● **REQUIRED WORK**
Each line of the data should be given again exactly.

● **SUPPLIED INFORMATION**
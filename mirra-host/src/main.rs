//! Mirra session host entry point.
//!
//! ```text
//! mirra-host                         Run in console mode (simulated platform)
//! mirra-host --config <path>         Load a custom config TOML
//! mirra-host --gen-config            Write default config to stdout
//! mirra-host --mode PeerWireless     Change the connection mode preference
//! mirra-host --run-for-secs 10       Stop the session after 10 seconds
//! ```

use std::path::PathBuf;
use std::sync::Arc;
use std::time::Duration;

use clap::Parser;
use tokio_util::sync::CancellationToken;
use tracing::{info, warn};
use tracing_subscriber::EnvFilter;

use mirra_core::platform::sim::SimPlatform;
use mirra_core::{ConnectionMode, Supervisor};
use mirra_host::config::{HostConfig, PreferenceStore};
use mirra_host::service::SessionHost;

// ── CLI ──────────────────────────────────────────────────────────

#[derive(Parser, Debug)]
#[command(name = "mirra-host", about = "Mirra screen-mirroring session host")]
struct Cli {
    /// Path to configuration TOML file.
    #[arg(short, long, default_value = "mirra-host.toml")]
    config: PathBuf,

    /// Print the default configuration to stdout and exit.
    #[arg(long)]
    gen_config: bool,

    /// Connection mode preference (saved to the config file).
    #[arg(long)]
    mode: Option<ConnectionMode>,

    /// Low-latency preference (saved to the config file).
    #[arg(long)]
    low_latency: Option<bool>,

    /// Hardware encoding preference (saved to the config file).
    #[arg(long)]
    hardware_encoding: Option<bool>,

    /// Start without the simulated external display attached.
    #[arg(long)]
    no_external_display: bool,

    /// Shut down after this many seconds.
    #[arg(long)]
    run_for_secs: Option<u64>,
}

// ── Main ─────────────────────────────────────────────────────────

#[tokio::main]
async fn main() -> Result<(), Box<dyn std::error::Error>> {
    let cli = Cli::parse();

    // --gen-config: dump defaults and exit.
    if cli.gen_config {
        let text = toml::to_string_pretty(&HostConfig::default())?;
        println!("{text}");
        return Ok(());
    }

    // Load config.
    let store = Arc::new(PreferenceStore::open(&cli.config));
    let config = store.snapshot();

    // Init tracing.
    init_tracing(&config)?;

    info!("mirra-host v{}", env!("CARGO_PKG_VERSION"));

    if let Err(e) = store.update(|prefs| {
        if let Some(mode) = cli.mode {
            prefs.connection_mode = mode;
        }
        if let Some(low_latency) = cli.low_latency {
            prefs.low_latency = low_latency;
        }
        if let Some(hardware_encoding) = cli.hardware_encoding {
            prefs.hardware_encoding = hardware_encoding;
        }
    }) {
        warn!("could not save preferences to {}: {e}", store.path().display());
    }

    let prefs = store.snapshot().mirroring;
    info!("connection mode: {}", prefs.connection_mode);
    info!("low latency: {}", prefs.low_latency);
    info!("hardware encoding: {}", prefs.hardware_encoding);

    // Simulated platform.
    let sim = SimPlatform::new();
    let sim_cfg = &config.simulation;
    if sim_cfg.external_display && !cli.no_external_display {
        let id = sim
            .displays
            .connect_external(sim_cfg.width, sim_cfg.height, sim_cfg.refresh_rate);
        info!(
            "simulated external display #{id}: {}x{} @ {}Hz",
            sim_cfg.width, sim_cfg.height, sim_cfg.refresh_rate
        );
    }

    let (host, handle) = SessionHost::new(sim.platform(), store.clone());
    let host = host.with_telemetry_json(config.logging.telemetry_json);
    let stop = host.stop_handle();

    // Ctrl-C handler.
    let stop_clone = stop.clone();
    tokio::spawn(async move {
        tokio::signal::ctrl_c().await.ok();
        info!("Ctrl-C received, shutting down");
        stop_clone.store(false, std::sync::atomic::Ordering::SeqCst);
    });

    // Frame source: pump into whatever surface is bound.
    let mut background = Supervisor::new(CancellationToken::new());
    let frame_rate = sim_cfg.frame_rate.max(1);
    let pump = sim.clone();
    background.spawn("frame-pump", move |token| async move {
        let mut tick = tokio::time::interval(Duration::from_secs(1) / frame_rate);
        loop {
            tokio::select! {
                _ = token.cancelled() => break,
                _ = tick.tick() => {
                    pump.pump_frames(1);
                }
            }
        }
        Ok(())
    });

    if let Some(secs) = cli.run_for_secs {
        let timer = handle.clone();
        background.spawn("run-timer", move |token| async move {
            tokio::select! {
                _ = token.cancelled() => Ok(()),
                _ = tokio::time::sleep(Duration::from_secs(secs)) => {
                    info!("run time of {secs}s elapsed");
                    timer.shutdown().await
                }
            }
        });
    }

    handle.start(SimPlatform::grant()).await?;
    host.run().await?;
    background.shutdown().await;

    Ok(())
}

/// Install the tracing subscriber. `RUST_LOG` overrides the configured
/// level; a configured file replaces stderr.
fn init_tracing(config: &HostConfig) -> Result<(), Box<dyn std::error::Error>> {
    let filter = EnvFilter::try_from_default_env()
        .unwrap_or_else(|_| EnvFilter::new(&config.logging.level));

    if config.logging.file.is_empty() {
        tracing_subscriber::fmt().with_env_filter(filter).init();
    } else {
        let file = std::fs::OpenOptions::new()
            .create(true)
            .append(true)
            .open(&config.logging.file)?;
        tracing_subscriber::fmt()
            .with_env_filter(filter)
            .with_ansi(false)
            .with_writer(std::sync::Mutex::new(file))
            .init();
    }
    Ok(())
}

● **EXERCISE OUTPUT**
filename mirra-host/src/main.rs
//! Mirra session host entry point.
//!
//! ```text
//! mirra-host                         Run in console mode (simulated platform)
//! mirra-host --config <path>         Load a custom config TOML
//! mirra-host --gen-config            Write default config to stdout
//! mirra-host --mode PeerWireless     Change the connection mode preference
//! mirra-host --run-for-secs 10       Stop the session after 10 seconds
//! ```

use std::path::PathBuf;
use std::sync::Arc;
use std::time::Duration;

use clap::Parser;
use tokio_util::sync::CancellationToken;
use tracing::{info, warn};
use tracing_subscriber::EnvFilter;

use mirra_core::platform::sim::SimPlatform;
use mirra_core::{ConnectionMode, Supervisor};
use mirra_host::config::{HostConfig, PreferenceStore};
use mirra_host::service::SessionHost;

// ── CLI ──────────────────────────────────────────────────────────

#[derive(Parser, Debug)]
#[command(name = "mirra-host", about = "Mirra screen-mirroring session host")]
struct Cli {
    /// Path to configuration TOML file.
    #[arg(short, long, default_value = "mirra-host.toml")]
    config: PathBuf,

    /// Print the default configuration to stdout and exit.
    #[arg(long)]
    gen_config: bool,

    /// Connection mode preference (saved to the config file).
    #[arg(long)]
    mode: Option<ConnectionMode>,

    /// Low-latency preference (saved to the config file).
    #[arg(long)]
    low_latency: Option<bool>,

    /// Hardware encoding preference (saved to the config file).
    #[arg(long)]
    hardware_encoding: Option<bool>,

    /// Start without the simulated external display attached.
    #[arg(long)]
    no_external_display: bool,

    /// Shut down after this many seconds.
    #[arg(long)]
    run_for_secs: Option<u64>,
}

// ── Main ─────────────────────────────────────────────────────────

#[tokio::main]
async fn main() -> Result<(), Box<dyn std::error::Error>> {
    let cli = Cli::parse();

    // --gen-config: dump defaults and exit.
    if cli.gen_config {
        let text = toml::to_string_pretty(&HostConfig::default())?;
        println!("{text}");
        return Ok(());
    }

    // Load config.
    let store = Arc::new(PreferenceStore::open(&cli.config));
    let config = store.snapshot();

    // Init tracing.
    init_tracing(&config)?;

    info!("mirra-host v{}", env!("CARGO_PKG_VERSION"));

    if let Err(e) = store.update(|prefs| {
        if let Some(mode) = cli.mode {
            prefs.connection_mode = mode;
        }
        if let Some(low_latency) = cli.low_latency {
            prefs.low_latency = low_latency;
        }
        if let Some(hardware_encoding) = cli.hardware_encoding {
            prefs.hardware_encoding = hardware_encoding;
        }
    }) {
        warn!("could not save preferences to {}: {e}", store.path().display());
    }

    let prefs = store.snapshot().mirroring;
    info!("connection mode: {}", prefs.connection_mode);
    info!("low latency: {}", prefs.low_latency);
    info!("hardware encoding: {}", prefs.hardware_encoding);

    // Simulated platform.
    let sim = SimPlatform::new();
    let sim_cfg = &config.simulation;
    if sim_cfg.external_display && !cli.no_external_display {
        let id = sim
            .displays
            .connect_external(sim_cfg.width, sim_cfg.height, sim_cfg.refresh_rate);
        info!(
            "simulated external display #{id}: {}x{} @ {}Hz",
            sim_cfg.width, sim_cfg.height, sim_cfg.refresh_rate
        );
    }

    let (host, handle) = SessionHost::new(sim.platform(), store.clone());
    let host = host.with_telemetry_json(config.logging.telemetry_json);
    let stop = host.stop_handle();

    // Ctrl-C handler.
    let stop_clone = stop.clone();
    tokio::spawn(async move {
        tokio::signal::ctrl_c().await.ok();
        info!("Ctrl-C received, shutting down");
        stop_clone.store(false, std::sync::atomic::Ordering::SeqCst);
    });

    // Frame source: pump into whatever surface is bound.
    let mut background = Supervisor::new(CancellationToken::new());
    let frame_rate = sim_cfg.frame_rate.max(1);
    let pump = sim.clone();
    background.spawn("frame-pump", move |token| async move {
        let mut tick = tokio::time::interval(Duration::from_secs(1) / frame_rate);
        loop {
            tokio::select! {
                _ = token.cancelled() => break,
                _ = tick.tick() => {
                    pump.pump_frames(1);
                }
            }
        }
        Ok(())
    });

    if let Some(secs) = cli.run_for_secs {
        let timer = handle.clone();
        background.spawn("run-timer", move |token| async move {
            tokio::select! {
                _ = token.cancelled() => Ok(()),
                _ = tokio::time::sleep(Duration::from_secs(secs)) => {
                    info!("run time of {secs}s elapsed");
                    timer.shutdown().await
                }
            }
        });
    }

    handle.start(SimPlatform::grant()).await?;
    host.run().await?;
    background.shutdown().await;

    Ok(())
}

/// Install the tracing subscriber. `RUST_LOG` overrides the configured
/// level; a configured file replaces stderr.
fn init_tracing(config: &HostConfig) -> Result<(), Box<dyn std::error::Error>> {
    let filter = EnvFilter::try_from_default_env()
        .unwrap_or_else(|_| EnvFilter::new(&config.logging.level));

    if config.logging.file.is_empty() {
        tracing_subscriber::fmt().with_env_filter(filter).init();
    } else {
        let file = std::fs::OpenOptions::new()
            .create(true)
            .append(true)
            .open(&config.logging.file)?;
        tracing_subscriber::fmt()
            .with_env_filter(filter)
            .with_ansi(false)
            .with_writer(std::sync::Mutex::new(file))
            .init();
    }
    Ok(())
}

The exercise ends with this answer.